* Task objective *
Repeat exactly the lines that run from the one containing "failures become missing." to the end of the data, and leave out all others.

Stored items
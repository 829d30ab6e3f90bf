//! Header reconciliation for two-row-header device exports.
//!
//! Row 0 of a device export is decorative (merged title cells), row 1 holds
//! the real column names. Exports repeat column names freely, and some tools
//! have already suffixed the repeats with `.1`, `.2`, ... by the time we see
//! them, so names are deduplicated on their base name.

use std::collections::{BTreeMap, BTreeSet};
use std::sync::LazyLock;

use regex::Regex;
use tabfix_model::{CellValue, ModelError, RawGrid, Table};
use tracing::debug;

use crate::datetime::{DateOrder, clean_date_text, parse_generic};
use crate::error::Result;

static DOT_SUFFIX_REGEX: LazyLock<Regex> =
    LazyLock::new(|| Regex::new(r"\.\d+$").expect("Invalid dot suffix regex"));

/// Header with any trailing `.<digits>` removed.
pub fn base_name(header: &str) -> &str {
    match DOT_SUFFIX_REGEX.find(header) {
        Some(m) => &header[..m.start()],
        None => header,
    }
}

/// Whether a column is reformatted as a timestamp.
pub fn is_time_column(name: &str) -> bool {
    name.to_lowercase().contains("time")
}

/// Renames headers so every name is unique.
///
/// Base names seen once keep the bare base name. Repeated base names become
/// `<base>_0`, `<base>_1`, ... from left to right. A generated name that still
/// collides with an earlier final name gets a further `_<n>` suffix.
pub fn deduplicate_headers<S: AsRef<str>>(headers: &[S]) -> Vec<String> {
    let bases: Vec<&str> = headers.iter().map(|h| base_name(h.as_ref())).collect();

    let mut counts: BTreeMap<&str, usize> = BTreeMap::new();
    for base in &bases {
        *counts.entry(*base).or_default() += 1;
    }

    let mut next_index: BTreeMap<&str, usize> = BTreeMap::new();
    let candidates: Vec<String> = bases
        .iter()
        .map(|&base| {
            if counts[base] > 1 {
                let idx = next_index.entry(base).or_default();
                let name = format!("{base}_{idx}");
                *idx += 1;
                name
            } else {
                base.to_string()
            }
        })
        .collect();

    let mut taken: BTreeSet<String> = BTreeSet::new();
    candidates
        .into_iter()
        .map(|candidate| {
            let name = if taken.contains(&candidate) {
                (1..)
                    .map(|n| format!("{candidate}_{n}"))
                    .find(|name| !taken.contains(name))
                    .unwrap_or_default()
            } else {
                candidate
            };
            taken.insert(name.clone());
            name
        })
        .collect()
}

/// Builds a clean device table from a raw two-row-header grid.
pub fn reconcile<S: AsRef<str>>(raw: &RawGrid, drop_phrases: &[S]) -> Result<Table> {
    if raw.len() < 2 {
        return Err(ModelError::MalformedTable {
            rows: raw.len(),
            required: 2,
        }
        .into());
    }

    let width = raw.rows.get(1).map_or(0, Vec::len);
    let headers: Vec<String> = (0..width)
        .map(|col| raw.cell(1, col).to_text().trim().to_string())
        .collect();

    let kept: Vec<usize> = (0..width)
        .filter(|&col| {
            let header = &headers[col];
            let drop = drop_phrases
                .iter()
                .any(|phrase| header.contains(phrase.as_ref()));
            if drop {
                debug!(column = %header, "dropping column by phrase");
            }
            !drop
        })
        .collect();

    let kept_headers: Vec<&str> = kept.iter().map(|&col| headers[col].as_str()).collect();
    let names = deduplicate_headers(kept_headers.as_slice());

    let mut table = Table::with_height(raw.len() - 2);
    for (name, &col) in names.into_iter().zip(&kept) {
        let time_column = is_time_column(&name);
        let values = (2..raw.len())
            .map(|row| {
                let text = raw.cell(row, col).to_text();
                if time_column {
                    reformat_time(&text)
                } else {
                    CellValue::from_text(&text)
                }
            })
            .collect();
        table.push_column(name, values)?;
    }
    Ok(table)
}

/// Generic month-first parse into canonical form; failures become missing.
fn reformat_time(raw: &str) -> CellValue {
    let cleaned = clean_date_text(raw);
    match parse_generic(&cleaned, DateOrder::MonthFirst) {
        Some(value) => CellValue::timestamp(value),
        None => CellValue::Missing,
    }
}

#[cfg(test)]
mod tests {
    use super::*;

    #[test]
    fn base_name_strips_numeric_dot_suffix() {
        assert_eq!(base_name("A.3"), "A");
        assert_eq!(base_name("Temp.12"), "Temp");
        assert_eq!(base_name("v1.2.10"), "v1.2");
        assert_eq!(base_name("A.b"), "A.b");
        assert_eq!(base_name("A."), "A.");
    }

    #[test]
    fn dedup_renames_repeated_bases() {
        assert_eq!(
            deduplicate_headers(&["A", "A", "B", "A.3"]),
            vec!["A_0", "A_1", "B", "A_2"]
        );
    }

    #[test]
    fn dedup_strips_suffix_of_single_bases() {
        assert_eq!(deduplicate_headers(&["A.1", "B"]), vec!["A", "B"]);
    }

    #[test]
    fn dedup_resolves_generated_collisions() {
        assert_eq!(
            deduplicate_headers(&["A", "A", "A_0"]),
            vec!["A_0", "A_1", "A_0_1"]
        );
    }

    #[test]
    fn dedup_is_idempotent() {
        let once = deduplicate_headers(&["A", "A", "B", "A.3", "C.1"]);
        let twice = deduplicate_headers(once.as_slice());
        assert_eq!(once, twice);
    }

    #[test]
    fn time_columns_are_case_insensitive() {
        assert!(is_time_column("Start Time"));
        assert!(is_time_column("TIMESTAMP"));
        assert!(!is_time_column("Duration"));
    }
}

* Response *
/// Generic month-first parse into canonical form; failures become missing.
fn reformat_time(raw: &str) -> CellValue {
    let cleaned = clean_date_text(raw);
    match parse_generic(&cleaned, DateOrder::MonthFirst) {
        Some(value) => CellValue::timestamp(value),
        None => CellValue::Missing,
    }
}

#[cfg(test)]
mod tests {
    use super::*;

    #[test]
    fn base_name_strips_numeric_dot_suffix() {
        assert_eq!(base_name("A.3"), "A");
        assert_eq!(base_name("Temp.12"), "Temp");
        assert_eq!(base_name("v1.2.10"), "v1.2");
        assert_eq!(base_name("A.b"), "A.b");
        assert_eq!(base_name("A."), "A.");
    }

    #[test]
    fn dedup_renames_repeated_bases() {
        assert_eq!(
            deduplicate_headers(&["A", "A", "B", "A.3"]),
            vec!["A_0", "A_1", "B", "A_2"]
        );
    }

    #[test]
    fn dedup_strips_suffix_of_single_bases() {
        assert_eq!(deduplicate_headers(&["A.1", "B"]), vec!["A", "B"]);
    }

    #[test]
    fn dedup_resolves_generated_collisions() {
        assert_eq!(
            deduplicate_headers(&["A", "A", "A_0"]),
            vec!["A_0", "A_1", "A_0_1"]
        );
    }

    #[test]
    fn dedup_is_idempotent() {
        let once = deduplicate_headers(&["A", "A", "B", "A.3", "C.1"]);
        let twice = deduplicate_headers(once.as_slice());
        assert_eq!(once, twice);
    }

    #[test]
    fn time_columns_are_case_insensitive() {
        assert!(is_time_column("Start Time"));
        assert!(is_time_column("TIMESTAMP"));
        assert!(!is_time_column("Duration"));
    }
}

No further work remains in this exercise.